Bites from other Blogs

  • The best desserts can be the easiest. Fresh berries are probably the very easiest dessert, but making some shortcakes to showcase them is next in line. The Lemon Shortcakes with Mixed Berries from The Ungourmet are easy to make and a great way to serve any kind of berries. The lightly lemony cakes (scones, really) are made with white whole wheat flour to make them a bit more virtuous – or at least, you can tell yourself that when you serve them with the berries and big dollops of lightly sweetened whipped cream!
  • Sometimes a whole cheesecake just seems like too much. When that happens, Fake Ginger‘s Mini Turtle Cheesecakes might be the perfect solution. These mini cheesecakes are baked in a muffin pan for perfect single-serving desserts. They have a chocolate crumb and pecan crust beneath a slightly sweet cream cheese layer.

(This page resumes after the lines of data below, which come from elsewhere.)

//! ## Bundle actions
//! Typed steps of a migration bundle as understood by the execution service.
//!
//! Every action is serialized as `{"protocol": ..., "action": ..., "args": {...}}`. An amount
//! argument is either a literal decimal string or a reference to the output of an earlier action in
//! the same sequence, `{"useOutputOfCallAt": k, "index": j}`. Actions inside a bridge callback
//! reference each other relative to the callback sequence.

use crate::prelude::*;
use alloy_primitives::{Address, ChainId, U256};
use serde::{Deserialize, Serialize, Serializer};
use std::fmt;

/// Serializes an integer as a decimal string.
fn serialize_decimal<T: fmt::Display, S: Serializer>(
    value: &T,
    serializer: S,
) -> Result<S::Ok, S::Error> {
    serializer.collect_str(value)
}

/// An amount argument of a bundle action.
#[derive(Debug, Clone, Copy, PartialEq, Eq, Hash, Serialize)]
#[serde(untagged)]
pub enum AmountArg {
    /// A concrete amount in base units.
    Literal(#[serde(serialize_with = "serialize_decimal")] U256),
    /// The output of the action at index `action`, selecting output `index` of a multi-output
    /// action.
    Deferred {
        #[serde(rename = "useOutputOfCallAt")]
        action: usize,
        #[serde(skip_serializing_if = "Option::is_none")]
        index: Option<usize>,
    },
}

impl AmountArg {
    /// References the single output of the action at `action`.
    #[inline]
    pub const fn output_of(action: usize) -> Self {
        Self::Deferred {
            action,
            index: None,
        }
    }

    /// References output `index` of the multi-output action at `action`.
    #[inline]
    pub const fn output_at(action: usize, index: usize) -> Self {
        Self::Deferred {
            action,
            index: Some(index),
        }
    }

    /// The referenced action and output index, if the amount is deferred.
    #[inline]
    pub const fn reference(&self) -> Option<(usize, Option<usize>)> {
        match *self {
            Self::Literal(_) => None,
            Self::Deferred { action, index } => Some((action, index)),
        }
    }
}

impl From<U256> for AmountArg {
    #[inline]
    fn from(amount: U256) -> Self {
        Self::Literal(amount)
    }
}

/// The protocol that executes an action.
#[derive(Debug, Clone, Copy, PartialEq, Eq, Hash, Serialize, Deserialize)]
pub enum Protocol {
    #[serde(rename = "enso")]
    Enso,
    #[serde(rename = "uniswap-v3")]
    UniswapV3,
    #[serde(rename = "uniswap-v4")]
    UniswapV4,
    #[serde(rename = "stargate")]
    Stargate,
}

/// The kind of a bundle action, without its arguments.
#[derive(Debug, Clone, Copy, PartialEq, Eq, Hash)]
pub enum ActionKind {
    Route,
    Redeem,
    Merge,
    Split,
    Slippage,
    Fee,
    Balance,
    Bridge,
    Deposit,
}

impl ActionKind {
    /// The action name used on the wire.
    #[inline]
    pub const fn as_str(&self) -> &'static str {
        match self {
            Self::Route => "route",
            Self::Redeem => "redeemclmm",
            Self::Merge => "merge",
            Self::Split => "split",
            Self::Slippage => "slippage",
            Self::Fee => "ensofee",
            Self::Balance => "balance",
            Self::Bridge => "bridge",
            Self::Deposit => "depositclmm",
        }
    }

    /// The number of values the action outputs.
    #[inline]
    pub const fn outputs(&self) -> usize {
        match self {
            Self::Redeem | Self::Split => 2,
            _ => 1,
        }
    }
}

impl fmt::Display for ActionKind {
    #[inline]
    fn fmt(&self, f: &mut fmt::Formatter<'_>) -> fmt::Result {
        f.write_str(self.as_str())
    }
}

#[derive(Debug, Clone, PartialEq, Eq, Serialize)]
#[serde(rename_all = "camelCase")]
pub struct RouteArgs {
    pub token_in: Address,
    pub amount_in: AmountArg,
    pub token_out: Address,
}

#[derive(Debug, Clone, PartialEq, Eq, Serialize)]
#[serde(rename_all = "camelCase")]
pub struct RedeemArgs {
    /// The position manager holding the position.
    pub token_in: Address,
    #[serde(serialize_with = "serialize_decimal")]
    pub token_id: U256,
    #[serde(serialize_with = "serialize_decimal")]
    pub liquidity: u128,
    pub token_out: [Address; 2],
}

#[derive(Debug, Clone, PartialEq, Eq, Serialize)]
#[serde(rename_all = "camelCase")]
pub struct MergeArgs {
    pub token_in: [Address; 2],
    pub token_out: Address,
    pub amount_in: [AmountArg; 2],
}

#[derive(Debug, Clone, PartialEq, Eq, Serialize)]
#[serde(rename_all = "camelCase")]
pub struct SplitArgs {
    pub token_in: Address,
    pub token_out: [Address; 2],
    pub amount_in: AmountArg,
}

#[derive(Debug, Clone, PartialEq, Eq, Serialize)]
#[serde(rename_all = "camelCase")]
pub struct SlippageArgs {
    pub amount_out: AmountArg,
    pub bps: u16,
}

#[derive(Debug, Clone, PartialEq, Eq, Serialize)]
#[serde(rename_all = "camelCase")]
pub struct FeeArgs {
    pub token: Address,
    pub amount: AmountArg,
    pub bps: u16,
}

#[derive(Debug, Clone, PartialEq, Eq, Serialize)]
#[serde(rename_all = "camelCase")]
pub struct BalanceArgs {
    pub token: Address,
}

#[derive(Debug, Clone, PartialEq, Eq, Serialize)]
#[serde(rename_all = "camelCase")]
pub struct BridgeArgs {
    /// The bridge pool on the source chain.
    pub primary_address: Address,
    pub destination_chain_id: ChainId,
    pub token_in: Address,
    pub amount_in: AmountArg,
    pub receiver: Address,
    /// Actions executed on the destination chain once the bridged funds arrive.
    pub callback: Vec<BundleAction>,
}

#[derive(Debug, Clone, PartialEq, Eq, Serialize)]
#[serde(rename_all = "camelCase")]
pub struct DepositArgs {
    /// The position manager that mints the new position.
    pub token_out: Address,
    pub ticks: [i32; 2],
    pub token_in: [Address; 2],
    #[serde(serialize_with = "serialize_decimal")]
    pub pool_fee: u32,
    pub amount_in: [AmountArg; 2],
}

/// The arguments of a bundle action, tagged with the action name.
#[derive(Debug, Clone, PartialEq, Eq, Serialize)]
#[serde(tag = "action", content = "args")]
pub enum ActionArgs {
    #[serde(rename = "route")]
    Route(RouteArgs),
    #[serde(rename = "redeemclmm")]
    Redeem(RedeemArgs),
    #[serde(rename = "merge")]
    Merge(MergeArgs),
    #[serde(rename = "split")]
    Split(SplitArgs),
    #[serde(rename = "slippage")]
    Slippage(SlippageArgs),
    #[serde(rename = "ensofee")]
    Fee(FeeArgs),
    #[serde(rename = "balance")]
    Balance(BalanceArgs),
    #[serde(rename = "bridge")]
    Bridge(BridgeArgs),
    #[serde(rename = "depositclmm")]
    Deposit(DepositArgs),
}

impl ActionArgs {
    #[inline]
    pub const fn kind(&self) -> ActionKind {
        match self {
            Self::Route(_) => ActionKind::Route,
            Self::Redeem(_) => ActionKind::Redeem,
            Self::Merge(_) => ActionKind::Merge,
            Self::Split(_) => ActionKind::Split,
            Self::Slippage(_) => ActionKind::Slippage,
            Self::Fee(_) => ActionKind::Fee,
            Self::Balance(_) => ActionKind::Balance,
            Self::Bridge(_) => ActionKind::Bridge,
            Self::Deposit(_) => ActionKind::Deposit,
        }
    }

    /// The amount arguments of the action, in argument order.
    pub fn amounts(&self) -> Vec<AmountArg> {
        match self {
            Self::Route(args) => vec![args.amount_in],
            Self::Redeem(_) | Self::Balance(_) => vec![],
            Self::Merge(args) => args.amount_in.to_vec(),
            Self::Split(args) => vec![args.amount_in],
            Self::Slippage(args) => vec![args.amount_out],
            Self::Fee(args) => vec![args.amount],
            Self::Bridge(args) => vec![args.amount_in],
            Self::Deposit(args) => args.amount_in.to_vec(),
        }
    }
}

/// A single step of a migration bundle.
#[derive(Debug, Clone, PartialEq, Eq, Serialize)]
pub struct BundleAction {
    pub protocol: Protocol,
    #[serde(flatten)]
    pub args: ActionArgs,
}

impl BundleAction {
    #[inline]
    pub const fn kind(&self) -> ActionKind {
        self.args.kind()
    }

    /// Swaps `amount_in` of `token_in` into `token_out` through the execution service's router.
    #[inline]
    pub fn route(token_in: Address, amount_in: AmountArg, token_out: Address) -> Self {
        Self {
            protocol: Protocol::Enso,
            args: ActionArgs::Route(RouteArgs {
                token_in,
                amount_in,
                token_out,
            }),
        }
    }

    /// Burns all liquidity of a V3 position and collects both tokens.
    #[inline]
    pub fn redeem(
        position_manager: Address,
        token_id: U256,
        liquidity: u128,
        tokens: [Address; 2],
    ) -> Self {
        Self {
            protocol: Protocol::UniswapV3,
            args: ActionArgs::Redeem(RedeemArgs {
                token_in: position_manager,
                token_id,
                liquidity,
                token_out: tokens,
            }),
        }
    }

    /// Swaps two token amounts into a single token.
    #[inline]
    pub fn merge(tokens: [Address; 2], amounts: [AmountArg; 2], token_out: Address) -> Self {
        Self {
            protocol: Protocol::Enso,
            args: ActionArgs::Merge(MergeArgs {
                token_in: tokens,
                token_out,
                amount_in: amounts,
            }),
        }
    }

    /// Splits an amount into the two tokens of a pool according to the pool's proportions.
    #[inline]
    pub fn split(token_in: Address, amount_in: AmountArg, tokens: [Address; 2]) -> Self {
        Self {
            protocol: Protocol::Enso,
            args: ActionArgs::Split(SplitArgs {
                token_in,
                token_out: tokens,
                amount_in,
            }),
        }
    }

    /// Reverts the bundle if `amount_out` is below its quoted value by more than `bps`.
    #[inline]
    pub fn slippage(amount_out: AmountArg, bps: u16) -> Self {
        Self {
            protocol: Protocol::Enso,
            args: ActionArgs::Slippage(SlippageArgs { amount_out, bps }),
        }
    }

    /// Takes the protocol fee of `bps` from `amount` and outputs the remainder.
    #[inline]
    pub fn fee(token: Address, amount: AmountArg, bps: u16) -> Self {
        Self {
            protocol: Protocol::Enso,
            args: ActionArgs::Fee(FeeArgs { token, amount, bps }),
        }
    }

    /// Outputs the executing account's balance of `token`.
    #[inline]
    pub fn balance(token: Address) -> Self {
        Self {
            protocol: Protocol::Enso,
            args: ActionArgs::Balance(BalanceArgs { token }),
        }
    }

    /// Bridges `amount_in` of `token_in` and runs `callback` on the destination chain.
    #[inline]
    pub fn bridge(
        bridge_pool: Address,
        destination_chain_id: ChainId,
        token_in: Address,
        amount_in: AmountArg,
        receiver: Address,
        callback: Vec<BundleAction>,
    ) -> Self {
        Self {
            protocol: Protocol::Stargate,
            args: ActionArgs::Bridge(BridgeArgs {
                primary_address: bridge_pool,
                destination_chain_id,
                token_in,
                amount_in,
                receiver,
                callback,
            }),
        }
    }

    /// Mints a V4 position in the given range.
    #[inline]
    pub fn deposit(
        position_manager: Address,
        range: PriceRange,
        tokens: [Address; 2],
        pool_fee: u32,
        amounts: [AmountArg; 2],
    ) -> Self {
        Self {
            protocol: Protocol::UniswapV4,
            args: ActionArgs::Deposit(DepositArgs {
                token_out: position_manager,
                ticks: range.ticks(),
                token_in: tokens,
                pool_fee,
                amount_in: amounts,
            }),
        }
    }
}

/// Checks that every deferred amount in `actions` references an output of an earlier action.
///
/// Bridge callbacks are checked as sequences of their own.
pub fn validate_references(actions: &[BundleAction]) -> Result<(), Error> {
    for (position, action) in actions.iter().enumerate() {
        for (target, index) in action
            .args
            .amounts()
            .iter()
            .filter_map(AmountArg::reference)
        {
            if target >= position {
                return Err(Error::DanglingReference {
                    action: position,
                    target,
                });
            }
            let outputs = actions[target].kind().outputs();
            if let Some(index) = index {
                if index >= outputs {
                    return Err(Error::InvalidOutputIndex {
                        action: position,
                        target,
                        index,
                        outputs,
                    });
                }
            }
        }
        if let ActionArgs::Bridge(args) = &action.args {
            validate_references(&args.callback)?;
        }
    }
    Ok(())
}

Each finished cheesecake is then topped off with a whole pecan and drizzles of decadent chocolate and caramel sauces.
  • Rhubarb is often paired with other ingredients – like strawberries – to sweeten it up. The Lemon Buttermilk Rhubarb Bundt Cake that Honey and Jam baked recently seems designed to show off some of the natural tartness of the celery-like rhubarb. The cake uses fresh lemon zest and a bit of lemon oil for flavoring, and includes plenty of rhubarb. To complete the cake, a very lemony glaze is poured over the top, so there is lots of bright, sweet-tart flavor in every bite.
  • Speaking of less than common combinations, LunaCafe‘s Heavenly Parmesan Sour Cream Pound Cake immediately caught my eye. I like the notion of sweet and savory – but putting parmesan cheese into an otherwise sweet pound cake is a new idea to me! Apparently, the parmesan doesn’t come through in the finished cake, just enhances the tenderness of the cake’s crumb and sneaks in a very subtle hint of savoriness that makes the cake quite addictive.
  • Tartelette seems certain that these Tamarind Coffee Cupcakes with Chocolate Cream Cheese Frosting can be passed off as breakfast food, but they sound like quite the decadent way to start off the day. On the other hand – is that a bad thing? These cupcakes are gluten free and made with millet flour, cornstarch and rice flour, which gives them a very tender crumb. They also use both coffee and tamarind paste, for something of a pick-me up when it comes to flavor.

2 comments

  1. Nicole, it is very kind of you to share the love by pointing folks to other interesting foodblogs. Your generosity is inspiring and much appreciated.

    Thank you so much for highlighting my Heavenly Parmesan Sour Cream Pound Cake. :-)

    All the Best…Susan

  2. It is good that you consider other partners too. It is a good start, good for you and your visitors.